> **TASK ITEM**: The listing that follows should be duplicated character for character.

________________________

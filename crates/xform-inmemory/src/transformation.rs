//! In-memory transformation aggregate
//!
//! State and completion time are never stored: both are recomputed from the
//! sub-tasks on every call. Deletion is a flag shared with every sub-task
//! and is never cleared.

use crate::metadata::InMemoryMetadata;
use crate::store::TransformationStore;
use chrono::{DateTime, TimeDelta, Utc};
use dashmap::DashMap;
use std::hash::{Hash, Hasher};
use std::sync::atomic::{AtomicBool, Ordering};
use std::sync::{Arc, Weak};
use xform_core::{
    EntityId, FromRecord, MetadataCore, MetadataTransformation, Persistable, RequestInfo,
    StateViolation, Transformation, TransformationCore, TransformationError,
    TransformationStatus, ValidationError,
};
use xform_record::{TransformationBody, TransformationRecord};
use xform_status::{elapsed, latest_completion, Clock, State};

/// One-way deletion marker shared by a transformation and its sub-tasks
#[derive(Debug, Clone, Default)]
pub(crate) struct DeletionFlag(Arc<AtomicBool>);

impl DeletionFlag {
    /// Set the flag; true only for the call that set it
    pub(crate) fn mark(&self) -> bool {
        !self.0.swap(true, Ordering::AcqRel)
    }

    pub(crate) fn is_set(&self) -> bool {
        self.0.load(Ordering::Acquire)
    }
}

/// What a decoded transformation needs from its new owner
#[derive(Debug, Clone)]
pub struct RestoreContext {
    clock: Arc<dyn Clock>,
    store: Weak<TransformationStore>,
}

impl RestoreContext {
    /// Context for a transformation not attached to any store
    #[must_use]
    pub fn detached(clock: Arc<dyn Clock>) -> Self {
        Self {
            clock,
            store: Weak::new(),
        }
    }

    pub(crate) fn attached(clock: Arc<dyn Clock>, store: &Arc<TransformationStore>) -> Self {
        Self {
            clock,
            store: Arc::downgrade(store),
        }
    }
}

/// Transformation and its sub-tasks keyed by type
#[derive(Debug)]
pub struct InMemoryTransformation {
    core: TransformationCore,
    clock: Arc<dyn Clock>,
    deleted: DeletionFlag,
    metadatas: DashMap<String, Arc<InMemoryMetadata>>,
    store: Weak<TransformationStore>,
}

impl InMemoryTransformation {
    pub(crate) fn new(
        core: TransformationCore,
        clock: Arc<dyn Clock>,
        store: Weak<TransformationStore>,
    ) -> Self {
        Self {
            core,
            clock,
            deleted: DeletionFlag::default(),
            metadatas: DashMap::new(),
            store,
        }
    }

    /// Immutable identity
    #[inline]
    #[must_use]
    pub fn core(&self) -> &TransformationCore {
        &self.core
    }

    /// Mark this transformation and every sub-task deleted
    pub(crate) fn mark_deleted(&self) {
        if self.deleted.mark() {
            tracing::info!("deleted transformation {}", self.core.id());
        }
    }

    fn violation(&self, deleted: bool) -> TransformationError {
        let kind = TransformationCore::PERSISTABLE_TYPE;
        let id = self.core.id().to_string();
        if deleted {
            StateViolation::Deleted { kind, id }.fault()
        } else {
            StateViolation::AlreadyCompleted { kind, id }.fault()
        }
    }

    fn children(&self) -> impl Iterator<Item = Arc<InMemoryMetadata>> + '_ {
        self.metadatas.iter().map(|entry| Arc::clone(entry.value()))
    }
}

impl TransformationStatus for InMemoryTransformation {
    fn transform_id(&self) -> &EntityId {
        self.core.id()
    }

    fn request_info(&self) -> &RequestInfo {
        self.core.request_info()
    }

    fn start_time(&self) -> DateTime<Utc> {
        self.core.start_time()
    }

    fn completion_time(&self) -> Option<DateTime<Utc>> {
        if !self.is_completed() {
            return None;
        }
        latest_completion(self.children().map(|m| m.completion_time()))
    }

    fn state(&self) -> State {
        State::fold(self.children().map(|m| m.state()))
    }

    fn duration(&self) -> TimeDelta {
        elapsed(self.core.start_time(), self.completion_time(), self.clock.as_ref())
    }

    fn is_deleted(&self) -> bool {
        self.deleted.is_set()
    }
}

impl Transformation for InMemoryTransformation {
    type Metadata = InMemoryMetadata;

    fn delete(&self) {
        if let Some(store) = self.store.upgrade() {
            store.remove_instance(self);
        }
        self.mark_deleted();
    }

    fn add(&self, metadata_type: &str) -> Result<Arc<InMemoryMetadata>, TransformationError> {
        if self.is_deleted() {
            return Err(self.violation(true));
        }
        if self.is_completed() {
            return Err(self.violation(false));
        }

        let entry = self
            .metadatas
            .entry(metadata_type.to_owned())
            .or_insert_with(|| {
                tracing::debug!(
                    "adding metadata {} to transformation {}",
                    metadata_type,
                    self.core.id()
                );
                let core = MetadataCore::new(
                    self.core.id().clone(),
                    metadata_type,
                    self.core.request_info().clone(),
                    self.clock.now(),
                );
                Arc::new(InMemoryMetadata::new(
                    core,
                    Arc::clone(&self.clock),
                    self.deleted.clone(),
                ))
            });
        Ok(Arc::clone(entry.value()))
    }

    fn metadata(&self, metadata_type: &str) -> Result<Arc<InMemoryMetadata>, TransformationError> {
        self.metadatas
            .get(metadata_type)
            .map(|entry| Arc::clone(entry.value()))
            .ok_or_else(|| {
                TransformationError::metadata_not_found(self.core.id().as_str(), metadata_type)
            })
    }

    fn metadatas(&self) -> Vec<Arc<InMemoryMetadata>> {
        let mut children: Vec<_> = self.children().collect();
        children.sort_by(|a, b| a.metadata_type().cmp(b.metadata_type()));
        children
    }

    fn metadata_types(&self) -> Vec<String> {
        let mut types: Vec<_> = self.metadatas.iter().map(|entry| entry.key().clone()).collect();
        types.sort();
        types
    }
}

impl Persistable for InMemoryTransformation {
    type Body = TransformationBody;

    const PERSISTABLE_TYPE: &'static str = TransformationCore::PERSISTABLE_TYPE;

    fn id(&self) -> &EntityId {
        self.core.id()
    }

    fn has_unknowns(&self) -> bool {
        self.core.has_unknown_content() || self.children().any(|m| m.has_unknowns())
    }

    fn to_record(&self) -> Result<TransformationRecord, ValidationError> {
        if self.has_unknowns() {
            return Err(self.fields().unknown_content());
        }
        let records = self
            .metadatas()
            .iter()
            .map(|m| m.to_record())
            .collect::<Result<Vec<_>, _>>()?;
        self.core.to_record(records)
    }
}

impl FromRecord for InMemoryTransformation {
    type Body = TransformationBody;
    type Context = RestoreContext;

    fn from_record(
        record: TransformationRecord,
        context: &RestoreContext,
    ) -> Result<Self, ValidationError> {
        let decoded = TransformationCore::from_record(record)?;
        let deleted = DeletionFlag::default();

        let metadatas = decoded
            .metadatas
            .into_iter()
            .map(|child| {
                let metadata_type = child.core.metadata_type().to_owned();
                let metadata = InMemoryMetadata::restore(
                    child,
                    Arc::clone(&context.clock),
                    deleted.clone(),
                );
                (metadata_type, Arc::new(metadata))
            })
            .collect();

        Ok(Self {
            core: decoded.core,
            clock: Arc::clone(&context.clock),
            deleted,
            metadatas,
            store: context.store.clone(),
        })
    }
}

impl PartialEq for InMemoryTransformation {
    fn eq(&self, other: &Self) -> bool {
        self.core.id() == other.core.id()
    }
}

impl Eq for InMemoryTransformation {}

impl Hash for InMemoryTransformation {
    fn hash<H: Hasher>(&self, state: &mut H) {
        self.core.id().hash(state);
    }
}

________________________

> **ANSWER SPACE**:
filename crates/xform-inmemory/src/transformation.rs
//! In-memory transformation aggregate
//!
//! State and completion time are never stored: both are recomputed from the
//! sub-tasks on every call. Deletion is a flag shared with every sub-task
//! and is never cleared.

use crate::metadata::InMemoryMetadata;
use crate::store::TransformationStore;
use chrono::{DateTime, TimeDelta, Utc};
use dashmap::DashMap;
use std::hash::{Hash, Hasher};
use std::sync::atomic::{AtomicBool, Ordering};
use std::sync::{Arc, Weak};
use xform_core::{
    EntityId, FromRecord, MetadataCore, MetadataTransformation, Persistable, RequestInfo,
    StateViolation, Transformation, TransformationCore, TransformationError,
    TransformationStatus, ValidationError,
};
use xform_record::{TransformationBody, TransformationRecord};
use xform_status::{elapsed, latest_completion, Clock, State};

/// One-way deletion marker shared by a transformation and its sub-tasks
#[derive(Debug, Clone, Default)]
pub(crate) struct DeletionFlag(Arc<AtomicBool>);

impl DeletionFlag {
    /// Set the flag; true only for the call that set it
    pub(crate) fn mark(&self) -> bool {
        !self.0.swap(true, Ordering::AcqRel)
    }

    pub(crate) fn is_set(&self) -> bool {
        self.0.load(Ordering::Acquire)
    }
}

/// What a decoded transformation needs from its new owner
#[derive(Debug, Clone)]
pub struct RestoreContext {
    clock: Arc<dyn Clock>,
    store: Weak<TransformationStore>,
}

impl RestoreContext {
    /// Context for a transformation not attached to any store
    #[must_use]
    pub fn detached(clock: Arc<dyn Clock>) -> Self {
        Self {
            clock,
            store: Weak::new(),
        }
    }

    pub(crate) fn attached(clock: Arc<dyn Clock>, store: &Arc<TransformationStore>) -> Self {
        Self {
            clock,
            store: Arc::downgrade(store),
        }
    }
}

/// Transformation and its sub-tasks keyed by type
#[derive(Debug)]
pub struct InMemoryTransformation {
    core: TransformationCore,
    clock: Arc<dyn Clock>,
    deleted: DeletionFlag,
    metadatas: DashMap<String, Arc<InMemoryMetadata>>,
    store: Weak<TransformationStore>,
}

impl InMemoryTransformation {
    pub(crate) fn new(
        core: TransformationCore,
        clock: Arc<dyn Clock>,
        store: Weak<TransformationStore>,
    ) -> Self {
        Self {
            core,
            clock,
            deleted: DeletionFlag::default(),
            metadatas: DashMap::new(),
            store,
        }
    }

    /// Immutable identity
    #[inline]
    #[must_use]
    pub fn core(&self) -> &TransformationCore {
        &self.core
    }

    /// Mark this transformation and every sub-task deleted
    pub(crate) fn mark_deleted(&self) {
        if self.deleted.mark() {
            tracing::info!("deleted transformation {}", self.core.id());
        }
    }

    fn violation(&self, deleted: bool) -> TransformationError {
        let kind = TransformationCore::PERSISTABLE_TYPE;
        let id = self.core.id().to_string();
        if deleted {
            StateViolation::Deleted { kind, id }.fault()
        } else {
            StateViolation::AlreadyCompleted { kind, id }.fault()
        }
    }

    fn children(&self) -> impl Iterator<Item = Arc<InMemoryMetadata>> + '_ {
        self.metadatas.iter().map(|entry| Arc::clone(entry.value()))
    }
}

impl TransformationStatus for InMemoryTransformation {
    fn transform_id(&self) -> &EntityId {
        self.core.id()
    }

    fn request_info(&self) -> &RequestInfo {
        self.core.request_info()
    }

    fn start_time(&self) -> DateTime<Utc> {
        self.core.start_time()
    }

    fn completion_time(&self) -> Option<DateTime<Utc>> {
        if !self.is_completed() {
            return None;
        }
        latest_completion(self.children().map(|m| m.completion_time()))
    }

    fn state(&self) -> State {
        State::fold(self.children().map(|m| m.state()))
    }

    fn duration(&self) -> TimeDelta {
        elapsed(self.core.start_time(), self.completion_time(), self.clock.as_ref())
    }

    fn is_deleted(&self) -> bool {
        self.deleted.is_set()
    }
}

impl Transformation for InMemoryTransformation {
    type Metadata = InMemoryMetadata;

    fn delete(&self) {
        if let Some(store) = self.store.upgrade() {
            store.remove_instance(self);
        }
        self.mark_deleted();
    }

    fn add(&self, metadata_type: &str) -> Result<Arc<InMemoryMetadata>, TransformationError> {
        if self.is_deleted() {
            return Err(self.violation(true));
        }
        if self.is_completed() {
            return Err(self.violation(false));
        }

        let entry = self
            .metadatas
            .entry(metadata_type.to_owned())
            .or_insert_with(|| {
                tracing::debug!(
                    "adding metadata {} to transformation {}",
                    metadata_type,
                    self.core.id()
                );
                let core = MetadataCore::new(
                    self.core.id().clone(),
                    metadata_type,
                    self.core.request_info().clone(),
                    self.clock.now(),
                );
                Arc::new(InMemoryMetadata::new(
                    core,
                    Arc::clone(&self.clock),
                    self.deleted.clone(),
                ))
            });
        Ok(Arc::clone(entry.value()))
    }

    fn metadata(&self, metadata_type: &str) -> Result<Arc<InMemoryMetadata>, TransformationError> {
        self.metadatas
            .get(metadata_type)
            .map(|entry| Arc::clone(entry.value()))
            .ok_or_else(|| {
                TransformationError::metadata_not_found(self.core.id().as_str(), metadata_type)
            })
    }

    fn metadatas(&self) -> Vec<Arc<InMemoryMetadata>> {
        let mut children: Vec<_> = self.children().collect();
        children.sort_by(|a, b| a.metadata_type().cmp(b.metadata_type()));
        children
    }

    fn metadata_types(&self) -> Vec<String> {
        let mut types: Vec<_> = self.metadatas.iter().map(|entry| entry.key().clone()).collect();
        types.sort();
        types
    }
}

impl Persistable for InMemoryTransformation {
    type Body = TransformationBody;

    const PERSISTABLE_TYPE: &'static str = TransformationCore::PERSISTABLE_TYPE;

    fn id(&self) -> &EntityId {
        self.core.id()
    }

    fn has_unknowns(&self) -> bool {
        self.core.has_unknown_content() || self.children().any(|m| m.has_unknowns())
    }

    fn to_record(&self) -> Result<TransformationRecord, ValidationError> {
        if self.has_unknowns() {
            return Err(self.fields().unknown_content());
        }
        let records = self
            .metadatas()
            .iter()
            .map(|m| m.to_record())
            .collect::<Result<Vec<_>, _>>()?;
        self.core.to_record(records)
    }
}

impl FromRecord for InMemoryTransformation {
    type Body = TransformationBody;
    type Context = RestoreContext;

    fn from_record(
        record: TransformationRecord,
        context: &RestoreContext,
    ) -> Result<Self, ValidationError> {
        let decoded = TransformationCore::from_record(record)?;
        let deleted = DeletionFlag::default();

        let metadatas = decoded
            .metadatas
            .into_iter()
            .map(|child| {
                let metadata_type = child.core.metadata_type().to_owned();
                let metadata = InMemoryMetadata::restore(
                    child,
                    Arc::clone(&context.clock),
                    deleted.clone(),
                );
                (metadata_type, Arc::new(metadata))
            })
            .collect();

        Ok(Self {
            core: decoded.core,
            clock: Arc::clone(&context.clock),
            deleted,
            metadatas,
            store: context.store.clone(),
        })
    }
}

impl PartialEq for InMemoryTransformation {
    fn eq(&self, other: &Self) -> bool {
        self.core.id() == other.core.id()
    }
}

impl Eq for InMemoryTransformation {}

impl Hash for InMemoryTransformation {
    fn hash<H: Hasher>(&self, state: &mut H) {
        self.core.id().hash(state);
    }
}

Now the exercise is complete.